(Recorded information Opens)

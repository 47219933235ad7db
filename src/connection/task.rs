//! Background session task.

use super::{ConnectionStateMachine, SessionCmd, FAR_FUTURE};
use crate::transport::TransportEvent;
use tokio::sync::mpsc;
use tokio::time::Instant;

/// Drive `machine` until every client handle is gone.
///
/// Transport events are handled before commands so a response that already
/// arrived is never overtaken by a later API call. Timers fire when nothing
/// else is ready. After `close()` the loop keeps answering commands (with
/// `Closed`) until the command channel is dropped.
pub(crate) async fn run_session(
    mut machine: ConnectionStateMachine,
    mut cmd_rx: mpsc::Receiver<SessionCmd>,
    mut events_rx: mpsc::UnboundedReceiver<(u64, TransportEvent)>,
    mut unsub_rx: mpsc::UnboundedReceiver<(String, u64)>,
) {
    loop {
        let wake = machine
            .next_wakeup()
            .unwrap_or_else(|| Instant::now() + FAR_FUTURE);

        tokio::select! {
            biased;

            Some((epoch, event)) = events_rx.recv() => {
                machine.on_transport_event(epoch, event);
            }

            cmd = cmd_rx.recv() => match cmd {
                Some(cmd) => machine.handle_command(cmd),
                None => {
                    log::debug!("[doclink] All client handles dropped; shutting down session");
                    machine.close();
                    return;
                },
            },

            Some((room_id, callback_id)) = unsub_rx.recv() => {
                machine.handle_command(SessionCmd::Unsubscribe {
                    room_id,
                    callback_id,
                    reply: None,
                });
            }

            _ = tokio::time::sleep_until(wake) => {
                machine.on_tick(Instant::now());
            }
        }
    }
}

(Recorded information Closes)

=== What is expected ===
Pick out the lines above containing the word "tokio", then copy them.

=== Output ===
use tokio::sync::mpsc;
use tokio::time::Instant;
        tokio::select! {
            _ = tokio::time::sleep_until(wake) => {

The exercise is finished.